Newton's second law F/m = a Also recall a = dv/dt Also force is related to relativistic momentum by F = dp/dt
Relativistic momentum is defined by p = mv(1 - v^2/c^2)^-.5 You need to use implicit derivation to take the derivative of this with respect to t. Thus you should have dp/dt and dv/dt term. Once you are finished getting the derivative and combining terms you should end up with dv/dt = F(1-v^2/c^2)^3/2 /m

 

[Cusp]

F=ma does work in both SR and GR as long as you are using the 4-vector (tensorial) version.

 

[Meir Achuz]

Newton's second law F/m = a Also recall a = dv/dt Also force is related to relativistic momentum by F = dp/dt
Relativistic momentum is defined by p = mv(1 - v^2/c^2)^-.5 You need to use implicit derivation to take the derivative of this with respect to t. Thus you should have dp/dt and dv/dt term. Once you are finished getting the derivative and combining terms you should end up with dv/dt = F(1-v^2/c^2)^3/2 /m

That result is only valid for a parallel to v.

 

[vin300]

You result is for parallel to v. With vectors, there are other terms.

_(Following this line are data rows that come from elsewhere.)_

//! Builtin commands: the minimum set described in the session & command
//! engine behavioral spec.

use std::collections::HashMap;

use crate::canonical::ReasoningEffort;
use crate::config::RoutePolicy;
use crate::session::state::{FailoverRoute, OneoffRoute, SessionState};

use super::Command;

pub struct SetCommand;

impl Command for SetCommand {
    fn name(&self) -> &'static str {
        "set"
    }

    fn execute(&self, args: &HashMap<String, String>, state: &mut SessionState) -> Result<String, String> {
        if args.is_empty() {
            return Err("set requires at least one key=value pair".into());
        }
        let mut applied = Vec::new();
        for (key, value) in args {
            match key.as_str() {
                "backend" => {
                    state.backend_override = Some(value.clone());
                    applied.push(format!("backend={value}"));
                }
                "model" => {
                    state.model_override = Some(value.clone());
                    applied.push(format!("model={value}"));
                }
                "project" => {
                    state.project = Some(value.clone());
                    applied.push(format!("project={value}"));
                }
                "temperature" => {
                    let t: f32 = value
                        .parse()
                        .map_err(|_| format!("invalid temperature: {value}"))?;
                    state.reasoning.temperature = Some(t);
                    applied.push(format!("temperature={t}"));
                }
                "top_p" => {
                    let t: f32 = value.parse().map_err(|_| format!("invalid top_p: {value}"))?;
                    state.reasoning.top_p = Some(t);
                    applied.push(format!("top_p={t}"));
                }
                "interactive" => {
                    let b: bool = value
                        .parse()
                        .map_err(|_| format!("invalid interactive flag: {value}"))?;
                    state.interactive_mode = b;
                    applied.push(format!("interactive={b}"));
                }
                other => return Err(format!("unknown set key: {other}")),
            }
        }
        Ok(format!("updated: {}", applied.join(", ")))
    }
}

fn parse_route_elements(raw: &str) -> Result<Vec<(String, String)>, String> {
    raw.split(';')
        .filter(|s| !s.trim().is_empty())
        .map(|pair| {
            let mut parts = pair.splitn(2, ':');
            let backend = parts.next().unwrap_or_default().trim().to_string();
            let model = parts
                .next()
                .ok_or_else(|| format!("malformed route element: {pair}"))?
                .trim()
                .to_string();
            if backend.is_empty() || model.is_empty() {
                return Err(format!("malformed route element: {pair}"));
            }
            Ok((backend, model))
        })
        .collect()
}

pub struct RouteDefineCommand;

impl Command for RouteDefineCommand {
    fn name(&self) -> &'static str {
        "route.define"
    }

    fn execute(&self, args: &HashMap<String, String>, state: &mut SessionState) -> Result<String, String> {
        let name = args.get("name").ok_or("route.define requires name=")?.clone();
        let policy = match args.get("policy").map(String::as_str) {
            Some("k") | None => RoutePolicy::K,
            Some("m") => RoutePolicy::M,
            Some("km") => RoutePolicy::Km,
            Some("mk") => RoutePolicy::Mk,
            Some(other) => return Err(format!("unknown policy: {other}")),
        };
        let elements = match args.get("elements") {
            Some(raw) => parse_route_elements(raw)?,
            None => Vec::new(),
        };
        state.failover_routes.insert(
            name.clone(),
            FailoverRoute {
                name: name.clone(),
                policy,
                elements,
            },
        );
        Ok(format!("route '{name}' defined"))
    }
}

pub struct RouteDeleteCommand;

impl Command for RouteDeleteCommand {
    fn name(&self) -> &'static str {
        "route.delete"
    }

    fn execute(&self, args: &HashMap<String, String>, state: &mut SessionState) -> Result<String, String> {
        let name = args.get("name").ok_or("route.delete requires name=")?;
        if state.failover_routes.remove(name).is_some() {
            Ok(format!("route '{name}' deleted"))
        } else {
            Err(format!("route '{name}' not found"))
        }
    }
}

pub struct RouteListCommand;

impl Command for RouteListCommand {
    fn name(&self) -> &'static str {
        "route.list"
    }

    fn execute(&self, _args: &HashMap<String, String>, state: &mut SessionState) -> Result<String, String> {
        if state.failover_routes.is_empty() {
            return Ok("no routes defined".into());
        }
        let mut names: Vec<&String> = state.failover_routes.keys().collect();
        names.sort();
        Ok(format!("routes: {}", names.iter().map(|s| s.as_str()).collect::<Vec<_>>().join(", ")))
    }
}

fn route_mut<'a>(state: &'a mut SessionState, name: &str) -> Result<&'a mut FailoverRoute, String> {
    state
        .failover_routes
        .get_mut(name)
        .ok_or_else(|| format!("route '{name}' not found"))
}

pub struct RouteAppendCommand;

impl Command for RouteAppendCommand {
    fn name(&self) -> &'static str {
        "route.append"
    }

    fn execute(&self, args: &HashMap<String, String>, state: &mut SessionState) -> Result<String, String> {
        let name = args.get("name").ok_or("route.append requires name=")?.clone();
        let elements = parse_route_elements(args.get("elements").ok_or("route.append requires elements=")?)?;
        let route = route_mut(state, &name)?;
        route.elements.extend(elements);
        Ok(format!("route '{name}' appended"))
    }
}

pub struct RoutePrependCommand;

impl Command for RoutePrependCommand {
    fn name(&self) -> &'static str {
        "route.prepend"
    }

    fn execute(&self, args: &HashMap<String, String>, state: &mut SessionState) -> Result<String, String> {
        let name = args.get("name").ok_or("route.prepend requires name=")?.clone();
        let mut elements = parse_route_elements(args.get("elements").ok_or("route.prepend requires elements=")?)?;
        let route = route_mut(state, &name)?;
        elements.extend(route.elements.drain(..));
        route.elements = elements;
        Ok(format!("route '{name}' prepended"))
    }
}

pub struct RouteClearCommand;

impl Command for RouteClearCommand {
    fn name(&self) -> &'static str {
        "route.clear"
    }

    fn execute(&self, args: &HashMap<String, String>, state: &mut SessionState) -> Result<String, String> {
        let name = args.get("name").ok_or("route.clear requires name=")?;
        let route = route_mut(state, name)?;
        route.elements.clear();
        Ok(format!("route '{name}' cleared"))
    }
}

pub struct OneoffCommand;

impl Command for OneoffCommand {
    fn name(&self) -> &'static str {
        "oneoff"
    }

    fn execute(&self, args: &HashMap<String, String>, state: &mut SessionState) -> Result<String, String> {
        let backend = args.get("backend").ok_or("oneoff requires backend=")?.clone();
        let model = args.get("model").ok_or("oneoff requires model=")?.clone();
        state.oneoff_route = Some(OneoffRoute {
            backend: backend.clone(),
            model: model.clone(),
        });
        Ok(format!("one-off route set: {backend}:{model}"))
    }
}

pub struct ReasoningCommand;

impl Command for ReasoningCommand {
    fn name(&self) -> &'static str {
        "reasoning"
    }

    fn execute(&self, args: &HashMap<String, String>, state: &mut SessionState) -> Result<String, String> {
        let mode = args.get("mode").map(String::as_str).unwrap_or("medium");
        state.reasoning.effort = match mode {
            "low" => Some(ReasoningEffort::Low),
            "medium" => Some(ReasoningEffort::Medium),
            "high" => Some(ReasoningEffort::High),
            "none" => None,
            other => return Err(format!("unknown reasoning mode: {other}")),
        };
        if let Some(prefix) = args.get("prefix") {
            state.reasoning.prompt_prefix = Some(prefix.clone());
        }
        if let Some(suffix) = args.get("suffix") {
            state.reasoning.prompt_suffix = Some(suffix.clone());
        }
        Ok(format!("reasoning mode set to {mode}"))
    }
}

pub struct HelpCommand;

impl Command for HelpCommand {
    fn name(&self) -> &'static str {
        "help"
    }

    fn execute(&self, _args: &HashMap<String, String>, _state: &mut SessionState) -> Result<String, String> {
        Ok("available commands: set, route.define, route.delete, route.list, \
            route.append, route.prepend, route.clear, oneoff, reasoning, help, hello, pwd"
            .into())
    }
}

pub struct HelloCommand;

impl Command for HelloCommand {
    fn name(&self) -> &'static str {
        "hello"
    }

    fn execute(&self, _args: &HashMap<String, String>, _state: &mut SessionState) -> Result<String, String> {
        Ok("hello from the proxy".into())
    }
}

pub struct PwdCommand;

impl Command for PwdCommand {
    fn name(&self) -> &'static str {
        "pwd"
    }

    fn execute(&self, _args: &HashMap<String, String>, state: &mut SessionState) -> Result<String, String> {
        Ok(format!("project: {}", state.project.as_deref().unwrap_or("(none)")))
    }
}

Yes, the actual equation is (gamma)ma=(F-F.v/c)v/c as i mentioned in the new thread. What I am waiting for is its dervn

 

[gamesguru]

Yes, the actual equation is (gamma)ma=(F-F.v/c)v/c as i mentioned in the new thread. What I am waiting for is its dervn

Use the fact that
$$v\frac{dv}{dt}=\vec{v}\cdot \vec{a}$$

 

[vin300]

Use the fact that
$$v\frac{dv}{dt}=\vec{v}\cdot \vec{a}$$

do it

 

[gamesguru]

do it

If you carry out the same calculations I did in the first post I made in this thread, but use vectors, you get this result (you can do it yourself, it's very easy, esp. since I already did it):
$$\vec{F}=m_o \vec{v}\frac{d\gamma}{dt}+m_o\gamma\frac{d\vec{v}}{dt}$$
and using my above post,
$$\frac{d\gamma}{dt}=\gamma^3\frac{|\vec{a}||\vec{v}|}{c^2}$$,
$$\vec{F}=m_o\gamma^3\vec{v}\frac{|\vec{a}||\vec{v}|}{c^2}+m_o\gamma \vec{a}=m_o\gamma^3\vec{v}\frac{\vec{a}\cdot \vec{v}}{c^2}+m_o\gamma \vec{a}$$
So,
$$m_o\gamma\vec{a}=\vec{F}-[(m_o\gamma^3\vec{a})\cdot\frac{\vec{v}}{c}]\frac{\vec{v}}{c}$$.
According to your author, the following must be true,
$$m_o\gamma^3\vec{a}=\vec{F}$$.
This suggests relativistic mass does not exist and that this author goes against mainstream theory. The only guy I know who goes against this is Levvy. We don't like to trust that guy around here. (Read: http://en.wikipedia.org/wiki/Mass_in_special_relativity#Controversy)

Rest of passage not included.